With her articles on Penn Station and other developments—some executed, others not—in lower Manhattan, Huxtable helped to catalyze the historic preservation movement and became its nominal patron saint. But her honored status was immaterial to her; some years later, historic preservation had evolved into a risible bastion of conservatism, nostalgia and muddle-headed standards, she searingly castigated preservationists for having gone too far. Similarly, Huxtable recognized early on that Robert Venturi and Denise Scott Brown, along with other historicist post-modernists, were launching an important critique of corporate modernism. But she never became an ideological convert, rightly condemning the flat, brightly colored festoons on Michael Graves’ Portland City Hall and the Chippendale top of Philip Johnson and John Burgee’s AT&T tower in Manhattan as so many decorative tails pinned on unworthy donkeys. More recently, Huxtable trenchantly attacked today’s starchitects (and their clients) for an excess of what she dubbed “helicopter architecture”: flamboyant, form-driven, pictorial buildings dropped into host cities with little regard for local culture, urban context or environment, and often with little regard, indeed, for a person’s actual experience of them on the ground.

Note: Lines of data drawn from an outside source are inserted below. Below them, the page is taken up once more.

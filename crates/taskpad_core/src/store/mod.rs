//! Key-value slot store abstraction and implementations.
//!
//! # Responsibility
//! - Define the `get`/`set` contract the task list persists through.
//! - Keep SQLite details behind that contract.
//!
//! # Invariants
//! - `set` replaces the whole slot value; there are no partial writes.
//! - Keys are non-empty.

use crate::db::DbError;
use std::collections::HashMap;
use std::error::Error;
use std::fmt::{Display, Formatter};

pub mod sqlite_store;

pub use sqlite_store::SqliteStore;

pub type StoreResult<T> = Result<T, StoreError>;

#[derive(Debug)]
pub enum StoreError {
    Db(DbError),
    InvalidKey(String),
}

impl Display for StoreError {
    fn fmt(&self, f: &mut Formatter<'_>) -> std::fmt::Result {
        match self {
            Self::Db(err) => write!(f, "{err}"),
            Self::InvalidKey(key) => write!(f, "invalid slot key `{key}`"),
        }
    }
}

impl Error for StoreError {
    fn source(&self) -> Option<&(dyn Error + 'static)> {
        match self {
            Self::Db(err) => Some(err),
            Self::InvalidKey(_) => None,
        }
    }
}

impl From<DbError> for StoreError {
    fn from(value: DbError) -> Self {
        Self::Db(value)
    }
}

impl From<rusqlite::Error> for StoreError {
    fn from(value: rusqlite::Error) -> Self {
        Self::Db(DbError::Sqlite(value))
    }
}

/// Durable local key-value store holding named string slots.
pub trait KeyValueStore {
    /// Reads a slot; `Ok(None)` when the slot was never written.
    fn get(&self, key: &str) -> StoreResult<Option<String>>;
    /// Replaces a slot value.
    fn set(&mut self, key: &str, value: &str) -> StoreResult<()>;
}

impl<S: KeyValueStore + ?Sized> KeyValueStore for &mut S {
    fn get(&self, key: &str) -> StoreResult<Option<String>> {
        (**self).get(key)
    }

    fn set(&mut self, key: &str, value: &str) -> StoreResult<()> {
        (**self).set(key, value)
    }
}

/// Process-local store. Contents are lost on drop.
#[derive(Debug, Clone, Default)]
pub struct MemoryStore {
    slots: HashMap<String, String>,
    writes: usize,
}

impl MemoryStore {
    pub fn new() -> Self {
        Self::default()
    }

    /// Creates a store with one slot already populated.
    pub fn with_slot(key: impl Into<String>, value: impl Into<String>) -> Self {
        let mut slots = HashMap::new();
        slots.insert(key.into(), value.into());
        Self { slots, writes: 0 }
    }

    /// Number of successful `set` calls since construction.
    pub fn write_count(&self) -> usize {
        self.writes
    }
}

impl KeyValueStore for MemoryStore {
    fn get(&self, key: &str) -> StoreResult<Option<String>> {
        validate_key(key)?;
        Ok(self.slots.get(key).cloned())
    }

    fn set(&mut self, key: &str, value: &str) -> StoreResult<()> {
        validate_key(key)?;
        self.slots.insert(key.to_string(), value.to_string());
        self.writes += 1;
        Ok(())
    }
}

pub(crate) fn validate_key(key: &str) -> StoreResult<()> {
    if key.trim().is_empty() {
        return Err(StoreError::InvalidKey(key.to_string()));
    }
    Ok(())
}

#[cfg(test)]
mod tests {
    use super::{KeyValueStore, MemoryStore, StoreError};

    #[test]
    fn memory_store_replaces_slot_and_counts_writes() {
        let mut store = MemoryStore::new();
        assert_eq!(store.get("slot").unwrap(), None);

        store.set("slot", "one").unwrap();
        store.set("slot", "two").unwrap();

        assert_eq!(store.get("slot").unwrap().as_deref(), Some("two"));
        assert_eq!(store.write_count(), 2);
    }

    #[test]
    fn memory_store_rejects_blank_key() {
        let mut store = MemoryStore::new();
        let err = store.set("  ", "value").unwrap_err();
        assert!(matches!(err, StoreError::InvalidKey(_)));
        assert_eq!(store.write_count(), 0);
    }
}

Any one of Huxtable's contributions to architecture would earn her lasting renown. Her writing helped bring architecture critical to national and international prominence; she helped instigate the historic preservation movement at a time when developers were razing whatever they could to squeeze every inch of profit from their land; she championed historicist post-modernism with an open mind, but also with clear eyes and discerning if occasionally contestable judgment.
But Huxtable’s contributions should be seen to extend beyond architecture: she developed standards for criticism that critics of any art would do well to emulate. What are these standards? She followed talent, not money. She was gracious and she was also hard-hitting. She recognized that architecture is more than art, but she also recognized that it is art, and helped convinced generations of readers, including me, that it’s a kind of art that everyone deserves. She had forceful opinions, but she was also flexible. And she always looked at what was in front of her, judging buildings by what she saw, not by what the architect had intended to do, or by what aesthetic or intellectual position she believed a building might represent.

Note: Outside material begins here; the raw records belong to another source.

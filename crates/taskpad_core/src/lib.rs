//! Core domain logic for taskpad.
//! This crate is the single source of truth for task list invariants.

pub mod db;
pub mod logging;
pub mod model;
pub mod service;
pub mod snapshot;
pub mod store;

pub use logging::{default_log_level, init_logging, logging_status, LogLevel, LoggingError};
pub use model::task::{Filter, Task, TaskId, TaskValidationError, UnknownFilter};
pub use service::task_list_service::{
    CommandOutcome, EditCursor, TaskCommand, TaskListError, TaskListResult, TaskListService,
    ViewCounts,
};
pub use snapshot::DEFAULT_SLOT_KEY;
pub use store::{KeyValueStore, MemoryStore, SqliteStore, StoreError, StoreResult};

/// Minimal health-check API for front-end wiring checks.
pub fn ping() -> &'static str {
    "pong"
}

/// Returns the core crate version.
pub fn core_version() -> &'static str {
    env!("CARGO_PKG_VERSION")
}

#[cfg(test)]
mod tests {
    use super::{core_version, ping};

    #[test]
    fn ping_returns_pong() {
        assert_eq!(ping(), "pong");
    }

    #[test]
    fn version_is_not_empty() {
        assert!(!core_version().is_empty());
    }
}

Her virtue of looking at and seeing what was actually in front of her, however, also meant that she chose to leave one important critical task to others. Articulating a vision and a program for architecture and urban design is also the purview of the critic, as necessary as explaining why this or that new building or development project is good or bad. But Huxtable always demurred, humbly insisting that she was only a journalist trying to make it to the next deadline, and a historian with a healthily skeptical approach to all doctrines. But this is a doctrine, too, a kind of Burkean conservatism that effectively champions small-scale, incremental adjustments to what already exists. Such caution, in line with the times and sympathetically in tune with her better-known colleague, Jane Jacobs, had its place as a corrective. But it’s a doctrine that ultimately inhibits progress along the lines that Huxtable cherished and would have celebrated: toward an informed, forward-looking citizenry, and public officials held accountable to a clearly articulated and deeply understood vision of the common good.